ACTION ITEM: Among the records below, find the lines that contain "loaded" and copy each of them.

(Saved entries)
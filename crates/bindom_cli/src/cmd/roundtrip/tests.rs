use bindom_testkit::scratch_path;

use super::first_mismatch;
use crate::cmd::test_support::{fixture_path, run_bindom, run_bindom_json};

#[test]
fn sample_rebuilds_byte_for_byte() {
	let layout = fixture_path("sample.layout.json");
	let data = fixture_path("sample.bin");
	let json = run_bindom_json(&["roundtrip", &layout, &data, "--json"]);

	assert_eq!(json["consumed"], 32);
	assert_eq!(json["built"], 32);
	assert_eq!(json["trailing"], 0);
	assert_eq!(json["matches"], true);
	assert!(json.get("mismatch_offset").is_none());
}

#[test]
fn trailing_bytes_are_reported_not_compared() {
	let mut bytes = std::fs::read(fixture_path("sample.bin")).expect("fixture readable");
	bytes.extend_from_slice(&[0xAA, 0xBB]);
	let data = scratch_path("trailing.bin");
	std::fs::write(&data, &bytes).expect("scratch writable");

	let layout = fixture_path("sample.layout.json");
	let data = data.to_string_lossy().into_owned();
	let output = run_bindom(&["roundtrip", &layout, &data]);

	assert!(output.status.success(), "roundtrip should succeed");
	let stdout = String::from_utf8(output.stdout).expect("stdout is utf8");
	assert!(stdout.contains("trailing: 2"));
	assert!(stdout.contains("matches: true"));
}

#[test]
fn first_mismatch_finds_offset_or_length_difference() {
	assert_eq!(first_mismatch(&[1, 2, 3], &[1, 2, 3]), None);
	assert_eq!(first_mismatch(&[1, 2, 3], &[1, 9, 3]), Some(1));
	assert_eq!(first_mismatch(&[1, 2, 3], &[1, 2]), Some(2));
}
use std::cmp::Ordering;

/// Numeric scalar held by number fields and used as an operand for in-place operations.
#[derive(Debug, Clone, Copy)]
pub enum Scalar {
	/// Two's-complement signed integer.
	Int(i64),
	/// Unsigned integer.
	UInt(u64),
	/// IEEE-754 floating-point value.
	Float(f64),
}

impl Scalar {
	/// Return the value as an integer, truncating floats toward zero (saturating, NaN as zero).
	pub fn to_i128(self) -> i128 {
		match self {
			Scalar::Int(value) => i128::from(value),
			Scalar::UInt(value) => i128::from(value),
			Scalar::Float(value) => value as i128,
		}
	}

	/// Return the value widened or converted to `f64`.
	pub fn to_f64(self) -> f64 {
		match self {
			Scalar::Int(value) => value as f64,
			Scalar::UInt(value) => value as f64,
			Scalar::Float(value) => value,
		}
	}

	/// Whether this scalar carries a floating-point value.
	pub fn is_float(self) -> bool {
		matches!(self, Scalar::Float(_))
	}
}

impl PartialEq for Scalar {
	fn eq(&self, other: &Self) -> bool {
		self.partial_cmp(other) == Some(Ordering::Equal)
	}
}

impl PartialOrd for Scalar {
	fn partial_cmp(&self, other: &Self) -> Option<Ordering> {
		if self.is_float() || other.is_float() {
			self.to_f64().partial_cmp(&other.to_f64())
		} else {
			Some(self.to_i128().cmp(&other.to_i128()))
		}
	}
}

macro_rules! scalar_from {
	($variant:ident, $wide:ty: $($ty:ty),+) => {
		$(
			impl From<$ty> for Scalar {
				fn from(value: $ty) -> Self {
					Scalar::$variant(<$wide>::from(value))
				}
			}
		)+
	};
}

scalar_from!(Int, i64: i8, i16, i32, i64);
scalar_from!(UInt, u64: u8, u16, u32, u64);
scalar_from!(Float, f64: f32, f64);

/// Detached semantic value of any field node.
#[derive(Debug, Clone, PartialEq)]
pub enum Value {
	/// No value (void fields).
	Void,
	/// Signed integer scalar.
	Int(i64),
	/// Unsigned integer scalar.
	UInt(u64),
	/// Floating-point scalar.
	Float(f64),
	/// Raw single-byte text, terminator excluded.
	Bytes(Vec<u8>),
	/// Decoded text, terminator excluded.
	Text(String),
	/// Array element values in index order.
	Array(Vec<Value>),
	/// Struct member values in declaration order.
	Struct(StructValue),
}

impl Value {
	/// Short label used in diagnostics.
	pub fn kind_name(&self) -> &'static str {
		match self {
			Value::Void => "void",
			Value::Int(_) => "int",
			Value::UInt(_) => "uint",
			Value::Float(_) => "float",
			Value::Bytes(_) => "bytes",
			Value::Text(_) => "text",
			Value::Array(_) => "array",
			Value::Struct(_) => "struct",
		}
	}

	/// Return the numeric scalar, if this is a number.
	pub fn as_scalar(&self) -> Option<Scalar> {
		match self {
			Value::Int(value) => Some(Scalar::Int(*value)),
			Value::UInt(value) => Some(Scalar::UInt(*value)),
			Value::Float(value) => Some(Scalar::Float(*value)),
			_ => None,
		}
	}
}

impl From<Scalar> for Value {
	fn from(value: Scalar) -> Self {
		match value {
			Scalar::Int(value) => Value::Int(value),
			Scalar::UInt(value) => Value::UInt(value),
			Scalar::Float(value) => Value::Float(value),
		}
	}
}

macro_rules! value_from_scalar {
	($($ty:ty),+) => {
		$(
			impl From<$ty> for Value {
				fn from(value: $ty) -> Self {
					Scalar::from(value).into()
				}
			}
		)+
	};
}

value_from_scalar!(i8, i16, i32, i64, u8, u16, u32, u64, f32, f64);

impl From<&str> for Value {
	fn from(value: &str) -> Self {
		Value::Text(value.to_owned())
	}
}

impl From<String> for Value {
	fn from(value: String) -> Self {
		Value::Text(value)
	}
}

impl From<Vec<u8>> for Value {
	fn from(value: Vec<u8>) -> Self {
		Value::Bytes(value)
	}
}

impl From<&[u8]> for Value {
	fn from(value: &[u8]) -> Self {
		Value::Bytes(value.to_vec())
	}
}

impl From<StructValue> for Value {
	fn from(value: StructValue) -> Self {
		Value::Struct(value)
	}
}

/// Struct value with member names preserved.
#[derive(Debug, Clone, Default, PartialEq)]
pub struct StructValue {
	/// Member values in declaration order.
	pub fields: Vec<FieldValue>,
}

impl StructValue {
	/// Look up the last member value stored under `name`.
	pub fn get(&self, name: &str) -> Option<&Value> {
		self.fields.iter().rev().find(|field| field.name.as_ref() == name).map(|field| &field.value)
	}
}

/// Named member value.
#[derive(Debug, Clone, PartialEq)]
pub struct FieldValue {
	/// Member name.
	pub name: Box<str>,
	/// Member value.
	pub value: Value,
}
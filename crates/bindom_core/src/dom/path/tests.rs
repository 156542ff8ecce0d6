use crate::dom::{BindomError, FieldPath, PathStep};

#[test]
fn parses_members_and_indices() {
	let path = FieldPath::parse("header.entries[2].size").expect("path parses");
	assert_eq!(
		path.steps,
		vec![
			PathStep::Field("header".to_owned()),
			PathStep::Field("entries".to_owned()),
			PathStep::Index(2),
			PathStep::Field("size".to_owned()),
		]
	);
}

#[test]
fn parses_chained_indices() {
	let path = FieldPath::parse("grid[1][0]").expect("path parses");
	assert_eq!(path.steps, vec![PathStep::Field("grid".to_owned()), PathStep::Index(1), PathStep::Index(0)]);
}

#[test]
fn display_matches_input() {
	for input in ["a", "a.b", "list[3]", "outer.inner[0][1].leaf_2"] {
		assert_eq!(FieldPath::parse(input).expect("path parses").to_string(), input);
	}
}

#[test]
fn rejects_malformed_paths() {
	for input in ["", ".a", "a.", "a..b", "a[", "a[]", "a[x]", "a[1", "[0]", "a-b", "a[1]b", "a[1]]", "a[-1]", "a[99999999999999999999999]"] {
		let err = FieldPath::parse(input).expect_err("malformed path");
		assert!(matches!(err, BindomError::InvalidFieldPath { ref path } if path == input), "{input}");
	}
}
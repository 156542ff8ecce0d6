use bindom::dom::FieldPath;

use crate::cmd::util::{FieldJson, InputArgs, emit_json, load, print_field};
use crate::error::CliError;

#[derive(clap::Args)]
pub struct Args {
	#[command(flatten)]
	pub input: InputArgs,
	#[arg(long = "path")]
	pub path_expr: String,
	#[arg(long)]
	pub json: bool,
}

/// Parse a data file and print the node at one field path.
pub fn run(args: Args) -> Result<(), CliError> {
	let Args { input, path_expr, json } = args;
	let path = FieldPath::parse(&path_expr)?;
	let loaded = load(&input)?;
	let node = loaded.root.at(&path)?;

	if json {
		return emit_json(&GetJson {
			path: path.to_string(),
			node: FieldJson::from_field(node),
		});
	}

	print_field(node, 0);
	Ok(())
}

#[derive(serde::Serialize)]
struct GetJson {
	path: String,
	node: FieldJson,
}

#[cfg(test)]
mod tests;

EXERCISE OUTPUT:
	let loaded = load(&input)?;
	let node = loaded.root.at(&path)?;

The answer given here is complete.